In this project, two problems are addressed. The first is the analysis of management practices such as grazing and fertilization to increase economic gains and ecological sustainability considering dynamic soil-plant-climate interactions. This analysis can be used to explore better management solutions for different soil and climate conditions, which are useful for the managers of the grasslands and yet not apparent without system analysis. The second is the effect of climatic drought on plant water use and tissue water status. In the Missouri Coteau, climatic drought strongly limits forage production (Biondini, et al. 1998; Kirby, et al. 1999), and this effect takes place through a series of physiological processes among which is the drought-related decrease of plant water status and water use.

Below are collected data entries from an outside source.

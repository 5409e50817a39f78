pub mod comparison;
pub mod constants;

pub use comparison::{compare, ComparisonResult, RadarAxes, Verdict};
pub use constants::*;
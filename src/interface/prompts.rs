use dialoguer::{Confirm, Input, MultiSelect, Select};

use crate::dataset::ProductCatalog;
use crate::error::{EsgError, Result};
use crate::models::{
    ContactRequest, EsgInterest, ExperienceLevel, InvestorProfile, ProfileType, Product,
    CONTACT_TOPICS,
};

/// Pages reachable from the navigation menu.
#[derive(Debug, Clone, Copy, PartialEq, Eq)]
pub enum Page {
    Home,
    Profiling,
    Dashboard,
    Comparator,
    Partners,
    Contacts,
    Quit,
}

impl Page {
    pub const ALL: [Page; 7] = [
        Page::Home,
        Page::Profiling,
        Page::Dashboard,
        Page::Comparator,
        Page::Partners,
        Page::Contacts,
        Page::Quit,
    ];

    pub fn label(&self) -> &'static str {
        match self {
            Page::Home => "Homepage",
            Page::Profiling => "User Profiling",
            Page::Dashboard => "ESG Portfolio Dashboard",
            Page::Comparator => "Comparator",
            Page::Partners => "Partners & Marketplace",
            Page::Contacts => "Contacts",
            Page::Quit => "Quit",
        }
    }
}

/// Prompt for the next page to visit.
pub fn prompt_page() -> Result<Page> {
    let labels: Vec<&str> = Page::ALL.iter().map(|p| p.label()).collect();

    let selection = Select::new()
        .with_prompt("Navigation")
        .items(&labels)
        .default(0)
        .interact()?;

    Ok(Page::ALL[selection])
}

/// Prompt for one product from the catalog.
pub fn prompt_product<'a>(
    catalog: &'a ProductCatalog,
    prompt: &str,
    default: usize,
) -> Result<&'a Product> {
    let names = catalog.names();

    let selection = Select::new()
        .with_prompt(prompt)
        .items(&names)
        .default(default.min(names.len().saturating_sub(1)))
        .interact()?;

    Ok(&catalog.products()[selection])
}

/// Prompt for the two comparison slots.
///
/// Defaults differ so that accepting both prompts yields a valid pair; the
/// caller still has to handle the same-product condition.
pub fn prompt_product_pair<'a>(
    catalog: &'a ProductCatalog,
) -> Result<(&'a Product, &'a Product)> {
    let first = prompt_product(catalog, "Select the first product", 0)?;
    let second = prompt_product(catalog, "Select the second product", 1)?;
    Ok((first, second))
}

/// Prompt for the user's age.
pub fn prompt_age() -> Result<u8> {
    let input: String = Input::new()
        .with_prompt("Age")
        .default("35".to_string())
        .interact_text()?;

    let age: u8 = input
        .parse()
        .map_err(|_| EsgError::InvalidInput("Invalid number".to_string()))?;

    if !(18..=80).contains(&age) {
        return Err(EsgError::InvalidInput(
            "Age must be between 18 and 80".to_string(),
        ));
    }

    Ok(age)
}

/// Collect the profiling form.
pub fn collect_investor_profile() -> Result<InvestorProfile> {
    let type_labels: Vec<&str> = ProfileType::ALL.iter().map(|t| t.label()).collect();
    let type_selection = Select::new()
        .with_prompt("Choose your profile")
        .items(&type_labels)
        .default(0)
        .interact()?;

    let age = prompt_age()?;

    let experience_labels: Vec<&str> = ExperienceLevel::ALL.iter().map(|e| e.label()).collect();
    let experience_selection = Select::new()
        .with_prompt("Investing experience")
        .items(&experience_labels)
        .default(0)
        .interact()?;

    let interest_labels: Vec<&str> = EsgInterest::ALL.iter().map(|i| i.label()).collect();
    let interest_selection = Select::new()
        .with_prompt("Interest in ESG topics")
        .items(&interest_labels)
        .default(0)
        .interact()?;

    Ok(InvestorProfile {
        profile_type: ProfileType::ALL[type_selection],
        age,
        experience: ExperienceLevel::ALL[experience_selection],
        esg_interest: EsgInterest::ALL[interest_selection],
    })
}

/// Collect the contact form. Presence validation happens in the caller.
pub fn collect_contact_request() -> Result<ContactRequest> {
    let name: String = Input::new()
        .with_prompt("Full name")
        .allow_empty(true)
        .interact_text()?;

    let email: String = Input::new()
        .with_prompt("Email")
        .allow_empty(true)
        .interact_text()?;

    let phone: String = Input::new()
        .with_prompt("Phone (optional)")
        .allow_empty(true)
        .interact_text()?;

    let topic_selections = MultiSelect::new()
        .with_prompt("I am interested in")
        .items(&CONTACT_TOPICS)
        .interact()?;

    let topics = topic_selections
        .into_iter()
        .map(|i| CONTACT_TOPICS[i].to_string())
        .collect();

    let message: String = Input::new()
        .with_prompt("Message")
        .allow_empty(true)
        .interact_text()?;

    Ok(ContactRequest {
        name,
        email,
        phone,
        topics,
        message,
    })
}

/// Prompt for yes/no confirmation.
pub fn prompt_yes_no(prompt: &str, default: bool) -> Result<bool> {
    Ok(Confirm::new()
        .with_prompt(prompt)
        .default(default)
        .interact()?)
}
use assert_float_eq::assert_float_absolute_eq;

use green_invest_rs::analysis::{compare, RadarAxes, Verdict};
use green_invest_rs::dataset::{build_dataset, ProductCatalog};
use green_invest_rs::error::EsgError;
use green_invest_rs::models::Product;

fn demo_catalog() -> ProductCatalog {
    ProductCatalog::new(build_dataset())
}

#[test]
fn test_clear_winner_with_margin() {
    let catalog = demo_catalog();
    let blue_ocean = catalog.get("Blue Ocean Bond").unwrap();
    let carbon_zero = catalog.get("Carbon Zero Index").unwrap();

    let result = compare(blue_ocean, carbon_zero, catalog.max_co2_emissions()).unwrap();

    assert_eq!(result.score_delta, 28);
    assert_eq!(result.verdict, Verdict::FirstMoreSustainable { margin: 28 });
}

#[test]
fn test_flagged_high_scorer_needs_manual_review() {
    let catalog = demo_catalog();
    let ecogreen = catalog.get("EcoGreen ETF").unwrap();
    let sustainability = catalog.get("Sustainability Fund").unwrap();

    // 85 > 72, but EcoGreen is a greenwashing case (85 > 80 and 25 < 30).
    assert!(ecogreen.greenwashing_flag());

    let result = compare(ecogreen, sustainability, catalog.max_co2_emissions()).unwrap();
    assert_eq!(result.verdict, Verdict::NeedsManualReview);

    // Review verdicts hold in both directions.
    let reversed = compare(sustainability, ecogreen, catalog.max_co2_emissions()).unwrap();
    assert_eq!(reversed.verdict, Verdict::NeedsManualReview);
}

#[test]
fn test_same_product_is_validation_condition() {
    let catalog = demo_catalog();
    let product = catalog.get("EcoGreen ETF").unwrap();

    let err = compare(product, product, catalog.max_co2_emissions()).unwrap_err();
    assert!(matches!(err, EsgError::SameProductSelected(_)));
}

#[test]
fn test_comparison_is_antisymmetric_over_dataset() {
    let catalog = demo_catalog();
    let max_co2 = catalog.max_co2_emissions();

    for a in catalog.products() {
        for b in catalog.products() {
            if a == b {
                continue;
            }

            let forward = compare(a, b, max_co2).unwrap();
            let backward = compare(b, a, max_co2).unwrap();

            assert_eq!(forward.score_delta, -backward.score_delta);

            match forward.verdict {
                Verdict::FirstMoreSustainable { margin } => {
                    assert_eq!(
                        backward.verdict,
                        Verdict::SecondMoreSustainable { margin },
                        "{} vs {}",
                        a.name,
                        b.name
                    );
                }
                Verdict::SecondMoreSustainable { margin } => {
                    assert_eq!(
                        backward.verdict,
                        Verdict::FirstMoreSustainable { margin },
                        "{} vs {}",
                        a.name,
                        b.name
                    );
                }
                Verdict::NeedsManualReview => {
                    assert_eq!(backward.verdict, Verdict::NeedsManualReview);
                }
            }
        }
    }
}

#[test]
fn test_axes_normalization_against_dataset_max() {
    let catalog = demo_catalog();
    assert_eq!(catalog.max_co2_emissions(), 200);

    let blue_ocean = catalog.get("Blue Ocean Bond").unwrap();
    let axes = RadarAxes::for_product(blue_ocean, catalog.max_co2_emissions());

    assert_float_absolute_eq!(axes.esg_score, 0.93, 1e-9);
    assert_float_absolute_eq!(axes.low_emissions, 0.75, 1e-9);
    assert_float_absolute_eq!(axes.green_activity, 0.82, 1e-9);
}

#[test]
fn test_axes_stay_in_unit_range() {
    let catalog = demo_catalog();
    let max_co2 = catalog.max_co2_emissions();

    for product in catalog.products() {
        for value in RadarAxes::for_product(product, max_co2).as_array() {
            assert!((0.0..=1.0).contains(&value), "{}: {}", product.name, value);
        }
    }
}

#[test]
fn test_max_co2_is_dataset_relative_not_pair_relative() {
    let catalog = demo_catalog();
    let blue_ocean = catalog.get("Blue Ocean Bond").unwrap();
    let ecogreen = catalog.get("EcoGreen ETF").unwrap();

    // Neither compared product holds the dataset maximum (Sustainability
    // Fund does, at 200), yet the axes still normalize against it.
    let result = compare(blue_ocean, ecogreen, catalog.max_co2_emissions()).unwrap();
    assert_float_absolute_eq!(result.first_axes.low_emissions, 0.75, 1e-9);
    assert_float_absolute_eq!(result.second_axes.low_emissions, 0.40, 1e-9);
}

#[test]
fn test_verdict_description_names_winner() {
    let a = Product::new("Winner Fund", 90, 10, 70);
    let b = Product::new("Runner Up", 60, 20, 50);

    let result = compare(&a, &b, 20).unwrap();
    let summary = result.verdict.describe(&result.first, &result.second);

    assert!(summary.starts_with("Winner Fund"));
    assert!(summary.contains("+30"));
}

The importance of system modeling for range management was discussed by Dong et al. in the 2001 CGREC Annual Report. One of the strengths of ecosystem modeling is that this experiment-and-measurement-based research tool has the potential to explore possibilities and problems that are difficult to address with conventional field or experiment testing but are relevant to management. Different issues can be considered under the ecosystem context: fertilizer applications, effects of drought, introduction of new species to the grasslands, etc. In these efforts, the role of computer and mathematical modeling is to provide “…a powerful means of integrating several items of knowledge at one level to describe responses at a higher organizational level. Such integration may be valuable for the purpose of research, leading to understanding, or for the purpose of crop management when the models have a practical predictive value. ” (Thornley and Johnson, 1999).
The Hurley Pasture Model and its Usefulness in the Missouri Coteau
Models have been used to study different problems in this part of the Northern Great Plains. For example, Biondini (2001) used a three-dimemsional model to study root resource use in heterogeneous soils; and Patton et al. (2002) used Neural Network to predict seasonal dynamics of forage quality based on climate data. These models and the research schemes have their own well-defined objectives and strengths. For the current proposal, we need a research framework that is simple enough to handle the soil-plant-animal production system as a whole, but is dynamic enough to include major soil-plant processes. We chose the Hurley Pasture Model (HP model) based on the following considerations:
(a). The scale of a physiologically based ecosystem model such as the HP model is relevant to the CGREC grazing systems. Under grazing, the most important process is the partial removal of the photosynthetically active shoots of plants and subsequent physiological and morphological adjustments by plants in response to this mechanical impairment. These dynamic changes can be described using the HP model. The causal-relationships could be helpful to understand the ecological mechanisms of why a moderate utilization of rangelands is frequently recommended (Barker and Whitted, 1993; Nyren, 1996; Biondini, et al. 1998; Patton, et al. 2001; Richardson, 1996).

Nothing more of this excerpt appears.